Long before it was famous for its visitors, Madeira was famous for its air. The same mild, even climate that drew the convalescent — the story told under the cure — drew, in time, the people who could afford to be ill in comfort. The grand hotels grew up to receive them, and their guest books became, almost by accident, a register of the age: a single quiet island where statesmen, writers and exiled royalty all, sooner or later, set down their bags.
Reid's Palace
The grandest of them opened in November 1891. Its founder, William Reid, was a Scottish émigré who had arrived with almost nothing and made his money the island's way — by hiring out quintas to the convalescent aristocrats who wintered in Funchal. From letting houses to building the house: Reid's Palace rose on the cliffs above the sea, and became the island's grand hotel for the wealthy and the titled.
Across the twentieth century its guest book ran the length of an era — from statesmen and writers to exiled royalty. Today the building continues as Belmond Reid's Palace, which is mentioned here only as a real-world point of reference; this record keeps no rooms and takes no bookings. What follows are a few of the names the house collected.
The emperor next door
When the exiled Emperor Charles I first reached Funchal in 1921, he did not stay at Reid's. He lodged instead at the Villa Vittoria, the house standing immediately beside it — so that, for a few strange months, a dying emperor and a luxury hotel shared a garden wall. It is the kind of proximity the island specialises in: the famous and the forgotten, the throne and the rented villa, divided by a hedge.
Churchill at his easel
Winston Churchill arrived in Madeira on 1 January 1950, aboard the liner Durban Castle, with his wife Clementine — the visit partly intended to mark Reid's reopening after the war. A week later, on 8 January 1950, he set up his easel at the entrance to the fishing village of Câmara de Lobos and painted the bay in oils. The viewpoint where he worked is now called the Miradouro Winston Churchill.

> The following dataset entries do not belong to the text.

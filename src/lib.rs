//! # sprint-hub
//!
//! Command-line front end for [`sprint_core`]: capture tool output, label
//! it, and push it into the sprint's Google Sheets and Docs.
//!
//! | Module | Purpose |
//! |--------|---------|
//! | [`settings`] | Environment configuration |
//! | [`google`] | Sheets / Docs REST adapter |
//! | [`setup`] | Destination registration prompts |
//! | [`commands`] | Command handlers |
//! | [`input`] | Clipboard and stdin readers |
//! | [`dashboard`] | Terminal dashboard |

pub mod commands;
pub mod dashboard;
pub mod google;
pub mod input;
pub mod settings;
pub mod setup;

pub use settings::Settings;
//! Per-sprint registry of destinations and label routing.
//!
//! Stored as `<config_dir>/<sprint>.yaml`:
//!
//! ```yaml
//! sprint: sprint-11
//! docs:
//!   - id: 1BxiMVs0XRA5nFMdK
//!     type: sheet
//!     label: Worksheet
//!     added_chapter: 1
//! captures:
//!   port_scan:
//!     destination_id: 1BxiMVs0XRA5nFMdK
//!     type: sheet
//!     sheet_name: Enumeration
//!     cell: B4
//! ```

use std::collections::BTreeMap;
use std::fs;
use std::path::{Path, PathBuf};

use serde::{Deserialize, Serialize};

use crate::error::{Error, Result};
use crate::models::{Capture, DestinationDoc};

#[derive(Debug, Clone, PartialEq, Eq, Serialize, Deserialize)]
pub struct AssessmentConfig {
    #[serde(rename = "sprint")]
    pub name: String,
    #[serde(default)]
    pub docs: Vec<DestinationDoc>,
    #[serde(default)]
    pub captures: BTreeMap<String, Capture>,
    #[serde(skip)]
    config_dir: PathBuf,
}

impl AssessmentConfig {
    /// A new, empty config. Nothing is written until [`save`](Self::save).
    pub fn create(name: impl Into<String>, config_dir: impl Into<PathBuf>) -> Self {
        Self {
            name: name.into(),
            docs: Vec::new(),
            captures: BTreeMap::new(),
            config_dir: config_dir.into(),
        }
    }

    pub fn load(name: &str, config_dir: impl Into<PathBuf>) -> Result<Self> {
        let config_dir = config_dir.into();
        let path = Self::file_path(&config_dir, name);
        if !path.exists() {
            return Err(Error::NotFound(format!(
                "Sprint '{}' has no config at {}",
                name,
                path.display()
            )));
        }

        let content = fs::read_to_string(&path).map_err(|e| Error::io(&path, e))?;
        let mut config: Self = serde_yaml::from_str(&content).map_err(|e| Error::parse(&path, e))?;
        if config.name != name {
            tracing::warn!(
                "{} declares sprint '{}'; using '{}' from the file name",
                path.display(),
                config.name,
                name
            );
            config.name = name.to_string();
        }
        config.config_dir = config_dir;

        tracing::debug!(
            "Loaded sprint '{}' ({} docs, {} captures)",
            config.name,
            config.docs.len(),
            config.captures.len()
        );
        Ok(config)
    }

    pub fn save(&self) -> Result<()> {
        fs::create_dir_all(&self.config_dir).map_err(|e| Error::io(&self.config_dir, e))?;
        let path = self.path();
        let content = serde_yaml::to_string(self).map_err(|e| Error::encode(&path, e))?;
        fs::write(&path, content).map_err(|e| Error::io(&path, e))?;

        tracing::debug!("Saved sprint '{}' to {}", self.name, path.display());
        Ok(())
    }

    pub(crate) fn file_path(config_dir: &Path, name: &str) -> PathBuf {
        config_dir.join(format!("{}.yaml", name))
    }

    pub fn path(&self) -> PathBuf {
        Self::file_path(&self.config_dir, &self.name)
    }

    /// Register a destination. A doc whose id is already registered is left untouched.
    pub fn add_doc(&mut self, doc: DestinationDoc) {
        if self.docs.iter().any(|d| d.id == doc.id) {
            tracing::debug!("Destination {} already registered", doc.id);
            return;
        }
        self.docs.push(doc);
    }

    /// Map `label` to `capture`, replacing any previous mapping.
    pub fn add_capture(&mut self, label: impl Into<String>, capture: Capture) {
        self.captures.insert(label.into(), capture);
    }

    pub fn capture(&self, label: &str) -> Option<&Capture> {
        self.captures.get(label)
    }

    pub fn doc(&self, id: &str) -> Option<&DestinationDoc> {
        self.docs.iter().find(|d| d.id == id)
    }

    /// Chapter number for the next registered destination.
    pub fn next_chapter(&self) -> u32 {
        self.docs.iter().map(|d| d.added_chapter).max().unwrap_or(0) + 1
    }

    /// Heading texts of document captures followed by every capture label,
    /// without duplicates. Used as hints for label suggestion.
    pub fn known_headings(&self) -> Vec<String> {
        let mut headings: Vec<String> = Vec::new();
        let doc_headings = self.captures.values().filter_map(|c| match c {
            Capture::Document { heading, .. } => Some(heading.clone()),
            Capture::Spreadsheet { .. } => None,
        });

        for heading in doc_headings.chain(self.captures.keys().cloned()) {
            if !headings.contains(&heading) {
                headings.push(heading);
            }
        }
        headings
    }
}
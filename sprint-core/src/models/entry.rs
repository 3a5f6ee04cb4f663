use chrono::{DateTime, Utc};
use serde::{Deserialize, Serialize};

/// A captured text fragment with its label.
///
/// Labels are stable identifiers: the same label always routes to the same
/// [`Capture`](crate::models::Capture) in the sprint config.
#[derive(Debug, Clone, PartialEq, Eq, Serialize, Deserialize)]
pub struct BufferEntry {
    pub label: String,
    pub content: String,
    #[serde(default)]
    pub source: EntrySource,
    /// When the entry was last captured or replaced.
    #[serde(default, skip_serializing_if = "Option::is_none")]
    pub captured_at: Option<DateTime<Utc>>,
}

impl BufferEntry {
    /// Single-line preview of the content, cut at `width` characters.
    pub fn preview(&self, width: usize) -> String {
        let flat = self.content.replace('\n', " ");
        if flat.chars().count() > width {
            let mut cut: String = flat.chars().take(width).collect();
            cut.push('…');
            cut
        } else {
            flat
        }
    }

    /// Number of lines in the content.
    pub fn line_count(&self) -> usize {
        self.content.matches('\n').count() + 1
    }
}

/// Where a fragment was captured from.
#[derive(Debug, Clone, Copy, Default, PartialEq, Eq, Serialize, Deserialize)]
#[serde(rename_all = "snake_case")]
pub enum EntrySource {
    Pipe,
    Clipboard,
    #[default]
    Unknown,
}

impl EntrySource {
    pub fn as_str(&self) -> &'static str {
        match self {
            Self::Pipe => "pipe",
            Self::Clipboard => "clipboard",
            Self::Unknown => "unknown",
        }
    }
}
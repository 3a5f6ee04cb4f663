//! Domain models for sprint-hub.
//!
//! # Core Concepts
//!
//! ## Buffer
//!
//! - [`BufferEntry`]: One captured, labeled text fragment waiting to be pushed.
//!   At most one entry exists per label inside a buffer.
//! - [`EntrySource`]: Where the fragment came from (piped stdin, clipboard).
//!
//! ## Assessment
//!
//! - [`DestinationDoc`]: A spreadsheet or text document registered under a sprint.
//! - [`Capture`]: The routing of a label to a spreadsheet cell or to the
//!   position right after a document heading.

mod destination;
mod entry;

pub use destination::*;
pub use entry::*;
//! Label suggestion for captured text.
//!
//! Priority: tool name → known heading → `capture`.

use once_cell::sync::Lazy;
use regex::Regex;

/// Label used when nothing better can be derived.
pub const FALLBACK_LABEL: &str = "capture";

/// Well-known tools and the label their output usually belongs under.
const TOOL_LABELS: &[(&str, &str)] = &[
    ("nmap", "port_scan"),
    ("masscan", "port_scan"),
    ("rustscan", "port_scan"),
    ("ffuf", "ffuf_output"),
    ("wfuzz", "ffuf_output"),
    ("gobuster", "dir_scan"),
    ("dirsearch", "dir_scan"),
    ("feroxbuster", "dir_scan"),
    ("nikto", "vuln_scan"),
    ("nuclei", "vuln_scan"),
    ("sqlmap", "sqli_output"),
    ("hydra", "brute_force"),
    ("medusa", "brute_force"),
    ("hashcat", "hash_crack"),
    ("john", "hash_crack"),
    ("curl", "curl_output"),
    ("wget", "wget_output"),
];

static NON_WORD: Lazy<Regex> = Lazy::new(|| Regex::new(r"\W+").expect("valid non-word regex"));
static UNDERSCORES: Lazy<Regex> = Lazy::new(|| Regex::new(r"_+").expect("valid underscore regex"));
static HEADING_MARKER: Lazy<Regex> =
    Lazy::new(|| Regex::new(r"^#+\s*").expect("valid heading marker regex"));

/// Suggest a snake_case label for `text`.
///
/// `command` is the invocation that produced the text (e.g. `nmap -sV host`
/// or `/usr/bin/ffuf`); `known_headings` are destination headings the first
/// line of `text` may name.
pub fn suggest(text: &str, command: Option<&str>, known_headings: &[String]) -> String {
    if let Some(base) = command.and_then(command_basename) {
        return TOOL_LABELS
            .iter()
            .find(|(tool, _)| *tool == base)
            .map(|(_, label)| (*label).to_string())
            .unwrap_or_else(|| normalize(&format!("{}_output", base)));
    }

    if let Some(heading) = match_heading(text, known_headings) {
        return heading;
    }

    FALLBACK_LABEL.to_string()
}

/// Lowercased program name of a command line, without directories or arguments.
fn command_basename(command: &str) -> Option<String> {
    let program = command.split_whitespace().next()?;
    let base = program.rsplit(['/', '\\']).next().unwrap_or(program);
    (!base.is_empty()).then(|| base.to_lowercase())
}

/// The first heading contained (case-insensitively) in the first non-empty
/// line of `text`, normalized. The heading must appear inside the line, not
/// the other way round.
fn match_heading(text: &str, known_headings: &[String]) -> Option<String> {
    let first_line = text.lines().map(str::trim).find(|line| !line.is_empty())?;
    let clean = HEADING_MARKER.replace(first_line, "").trim().to_lowercase();

    known_headings
        .iter()
        .filter(|heading| !heading.trim().is_empty())
        .find(|heading| clean.contains(&heading.to_lowercase()))
        .map(|heading| normalize(heading))
        .filter(|label| !label.is_empty())
}

/// snake_case form of arbitrary text: runs of non-word characters become a
/// single underscore, lowercased, without leading or trailing underscores.
pub fn normalize(text: &str) -> String {
    let replaced = NON_WORD.replace_all(text, "_");
    let collapsed = UNDERSCORES.replace_all(&replaced, "_");
    collapsed.to_lowercase().trim_matches('_').to_string()
}
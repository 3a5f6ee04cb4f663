//! Google Sheets / Docs implementation of [`DocumentAdapter`].

mod client;
mod token;
mod types;

pub use client::{GoogleClient, GoogleError};
pub use types::*;

use sprint_core::adapter::{find_heading_end, heading_texts};
use sprint_core::models::DestinationKind;
use sprint_core::{DocumentAdapter, Error, ResolvedUrl, Result};
use url::Url;

use crate::settings::Settings;

const GOOGLE_DOCS_HOST: &str = "docs.google.com";

pub struct GoogleAdapter {
    client: GoogleClient,
}

impl GoogleAdapter {
    pub fn new(client: GoogleClient) -> Self {
        Self { client }
    }

    /// Build the adapter from settings. Fails with an adapter error when no
    /// credentials are available.
    pub fn from_settings(settings: &Settings) -> Result<Self> {
        Ok(Self::new(GoogleClient::from_settings(settings)?))
    }
}

impl DocumentAdapter for GoogleAdapter {
    fn list_sheet_names(&self, spreadsheet_id: &str) -> Result<Vec<String>> {
        Ok(self.client.get_sheet_titles(spreadsheet_id)?)
    }

    fn write_cell(
        &self,
        spreadsheet_id: &str,
        sheet_name: &str,
        cell: &str,
        value: &str,
    ) -> Result<()> {
        let range = format!("{}!{}", sheet_name, cell);
        self.client.update_cell(spreadsheet_id, &range, value)?;
        tracing::debug!("Wrote {} bytes to {} in {}", value.len(), range, spreadsheet_id);
        Ok(())
    }

    fn list_headings(&self, document_id: &str) -> Result<Vec<String>> {
        let document = self.client.get_document(document_id)?;
        Ok(heading_texts(&document.paragraphs()))
    }

    fn append_after_heading(&self, document_id: &str, heading: &str, content: &str) -> Result<()> {
        let document = self.client.get_document(document_id)?;
        let index = find_heading_end(&document.paragraphs(), heading).ok_or_else(|| {
            Error::HeadingNotFound {
                document_id: document_id.to_string(),
                heading: heading.to_string(),
            }
        })?;

        self.client.insert_text(document_id, index, content)?;
        tracing::debug!("Inserted {} bytes at index {} in {}", content.len(), index, document_id);
        Ok(())
    }

    fn resolve_url(&self, url: &str) -> Result<ResolvedUrl> {
        resolve_url(url)
    }
}

/// Extract the id and kind from a Google Sheets or Docs URL.
///
/// Only `http(s)://docs.google.com/spreadsheets/d/<id>/...` and
/// `http(s)://docs.google.com/document/d/<id>/...` are accepted. The check
/// needs no credentials, so callers can validate a URL before building an
/// adapter.
pub fn resolve_url(raw: &str) -> Result<ResolvedUrl> {
    let invalid = || Error::InvalidUrl(raw.to_string());

    let url = Url::parse(raw.trim()).map_err(|_| invalid())?;
    if !matches!(url.scheme(), "https" | "http") || url.host_str() != Some(GOOGLE_DOCS_HOST) {
        return Err(invalid());
    }

    let segments: Vec<&str> = url.path_segments().ok_or_else(invalid)?.collect();
    let (kind, id) = match segments.as_slice() {
        ["spreadsheets", "d", id, ..] => (DestinationKind::Spreadsheet, *id),
        ["document", "d", id, ..] => (DestinationKind::Document, *id),
        _ => return Err(invalid()),
    };

    let valid_id =
        !id.is_empty() && id.chars().all(|c| c.is_ascii_alphanumeric() || c == '-' || c == '_');
    if !valid_id {
        return Err(invalid());
    }

    Ok(ResolvedUrl {
        id: id.to_string(),
        kind,
    })
}
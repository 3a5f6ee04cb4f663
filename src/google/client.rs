//! HTTP client for the Google Sheets v4 and Docs v1 REST APIs.
//!
//! Requests are blocking; callers push entries one after another and a
//! slow call holds up the batch. Authentication is a bearer token taken
//! from [`Settings`].

use std::time::Duration;

use reqwest::blocking::{Client, RequestBuilder, Response};
use reqwest::{Method, StatusCode};
use serde::de::DeserializeOwned;
use thiserror::Error;
use url::Url;

use super::token;
use super::types::{insert_text_request, Document, Spreadsheet, ValueRange};
use crate::settings::Settings;

const REQUEST_TIMEOUT: Duration = Duration::from_secs(30);

/// Google API client errors.
#[derive(Debug, Error)]
pub enum GoogleError {
    #[error("HTTP request failed: {0}")]
    Http(#[from] reqwest::Error),

    #[error("Invalid API URL: {0}")]
    Url(#[from] url::ParseError),

    #[error("Not found: {0}")]
    NotFound(String),

    #[error("Unauthorized: access token missing, expired or lacking scope")]
    Unauthorized,

    #[error("API error: {0}")]
    Api(String),

    #[error("No Google credentials: set SPRINT_HUB_ACCESS_TOKEN or provide {0}")]
    MissingCredentials(String),

    #[error("Access token in {0} has expired and could not be refreshed")]
    TokenExpired(String),

    #[error("Token refresh failed: {0}")]
    RefreshFailed(String),

    #[error("Could not update {path}: {source}")]
    TokenWrite {
        path: String,
        #[source]
        source: std::io::Error,
    },
}

impl From<GoogleError> for sprint_core::Error {
    fn from(e: GoogleError) -> Self {
        sprint_core::Error::Adapter(e.to_string())
    }
}

#[derive(Debug, Clone)]
pub struct GoogleClient {
    sheets_url: String,
    docs_url: String,
    access_token: String,
    client: Client,
}

impl GoogleClient {
    /// Create a client from settings, reading (and if needed refreshing) the
    /// token file when no token is set in the environment.
    pub fn from_settings(settings: &Settings) -> Result<Self, GoogleError> {
        let client = http_client()?;
        let access_token = match &settings.access_token {
            Some(token) => token.clone(),
            None => token::load_access_token(&settings.token_path(), &client)?,
        };
        Ok(Self {
            sheets_url: settings.sheets_url.clone(),
            docs_url: settings.docs_url.clone(),
            access_token,
            client,
        })
    }

    /// Create with explicit configuration.
    pub fn new(
        sheets_url: impl Into<String>,
        docs_url: impl Into<String>,
        access_token: impl Into<String>,
    ) -> Result<Self, GoogleError> {
        let client = http_client()?;
        Ok(Self {
            sheets_url: sheets_url.into(),
            docs_url: docs_url.into(),
            access_token: access_token.into(),
            client,
        })
    }

    /// Build `base/segments...` with each segment percent-encoded.
    fn endpoint(base: &str, segments: &[&str]) -> Result<Url, GoogleError> {
        let mut url = Url::parse(base)?;
        url.path_segments_mut()
            .map_err(|()| GoogleError::Api(format!("{} cannot be a base URL", base)))?
            .pop_if_empty()
            .extend(segments);
        Ok(url)
    }

    /// Build a request with the auth header.
    fn request(&self, method: Method, url: Url) -> RequestBuilder {
        tracing::debug!("{} {}", method, url);
        self.client
            .request(method, url)
            .bearer_auth(&self.access_token)
    }

    /// Handle response, converting HTTP errors to GoogleError.
    fn handle_response<T: DeserializeOwned>(&self, response: Response) -> Result<T, GoogleError> {
        let status = response.status();
        if status.is_success() {
            Ok(response.json()?)
        } else {
            let body = response.text().unwrap_or_default();
            match status {
                StatusCode::NOT_FOUND => Err(GoogleError::NotFound(body)),
                StatusCode::UNAUTHORIZED | StatusCode::FORBIDDEN => Err(GoogleError::Unauthorized),
                _ => Err(GoogleError::Api(format!("{}: {}", status, body))),
            }
        }
    }

    // ============================================================
    // Sheets Operations
    // ============================================================

    /// Sheet titles of a spreadsheet, in workbook order.
    pub fn get_sheet_titles(&self, spreadsheet_id: &str) -> Result<Vec<String>, GoogleError> {
        let mut url = Self::endpoint(&self.sheets_url, &["spreadsheets", spreadsheet_id])?;
        url.query_pairs_mut()
            .append_pair("fields", "sheets.properties.title");

        let response = self.request(Method::GET, url).send()?;
        let spreadsheet: Spreadsheet = self.handle_response(response)?;
        Ok(spreadsheet.titles())
    }

    /// Overwrite a single cell. `range` is A1 notation, e.g. `Enumeration!B4`.
    pub fn update_cell(
        &self,
        spreadsheet_id: &str,
        range: &str,
        value: &str,
    ) -> Result<(), GoogleError> {
        let mut url = Self::endpoint(
            &self.sheets_url,
            &["spreadsheets", spreadsheet_id, "values", range],
        )?;
        url.query_pairs_mut().append_pair("valueInputOption", "RAW");

        let response = self
            .request(Method::PUT, url)
            .json(&ValueRange::single(value))
            .send()?;
        self.handle_response::<serde_json::Value>(response)?;
        Ok(())
    }

    // ============================================================
    // Docs Operations
    // ============================================================

    pub fn get_document(&self, document_id: &str) -> Result<Document, GoogleError> {
        let url = Self::endpoint(&self.docs_url, &["documents", document_id])?;
        let response = self.request(Method::GET, url).send()?;
        self.handle_response(response)
    }

    /// Insert `"\n" + content` at `index` of the document body.
    pub fn insert_text(
        &self,
        document_id: &str,
        index: u64,
        content: &str,
    ) -> Result<(), GoogleError> {
        let action = format!("{}:batchUpdate", document_id);
        let url = Self::endpoint(&self.docs_url, &["documents", &action])?;

        let response = self
            .request(Method::POST, url)
            .json(&insert_text_request(index, content))
            .send()?;
        self.handle_response::<serde_json::Value>(response)?;
        Ok(())
    }
}

fn http_client() -> Result<Client, GoogleError> {
    Ok(Client::builder().timeout(REQUEST_TIMEOUT).build()?)
}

He did not finish his holiday. With a general election called in Britain, the stay was cut short and Churchill sailed home to campaign — leaving the bay, and the easel, for another year.
Shaw learns to tango
A quarter of a century earlier, the playwright George Bernard Shaw had landed in Madeira on 30 December 1924 and stayed into February 1925. He was sixty-eight. Between the sea air and the dancing floor, he took tango lessons from Reid's dancing instructor — and, in gratitude, left the man an autographed photograph. The inscription, which survives, reads: “to the only man who ever taught me anything.”
Napoleon's untouched cask
The island's most famous guest never came ashore. In the late summer of 1815 HMS Northumberland, carrying the defeated Napoleon into exile on St Helena, lay off Funchal on 23–25 August. The only Madeiran permitted aboard was Henry Veitch, the Scottish British consul and a wine merchant, who sent out fruit and a pipe of Madeira — a large cask of roughly six hundred bottles. Seasick and indifferent, Napoleon never opened it.
By island tradition, the emperor is said to have paid for the wine in gold coins, which Veitch is said to have buried beneath the cornerstone of Funchal's Anglican church. That part is legend, repeated more than it is proved. The cask, however, is documented: after Napoleon's death the wine returned to Madeira and was eventually bottled, becoming fabulously rare — and Churchill, the record holds, is said to have drunk a bottle of it at Reid's in 1950, closing a circle a century and a half wide.
That such a wine should have travelled to St Helena and back is fitting. Madeira was the prized wine of Georgian and Regency Britain and of the American colonies, shipped across the Atlantic by old British houses such as Blandy's, founded in 1811. The bottle in the emperor's cabin was, in its way, the most ordinary thing aboard.
Sources & notes
Drawn from public records of the island's hotels and their guests. Where a detail rests on island tradition rather than documentation — chiefly Napoleon's buried gold — it is marked as such above. Dates and details follow the published record.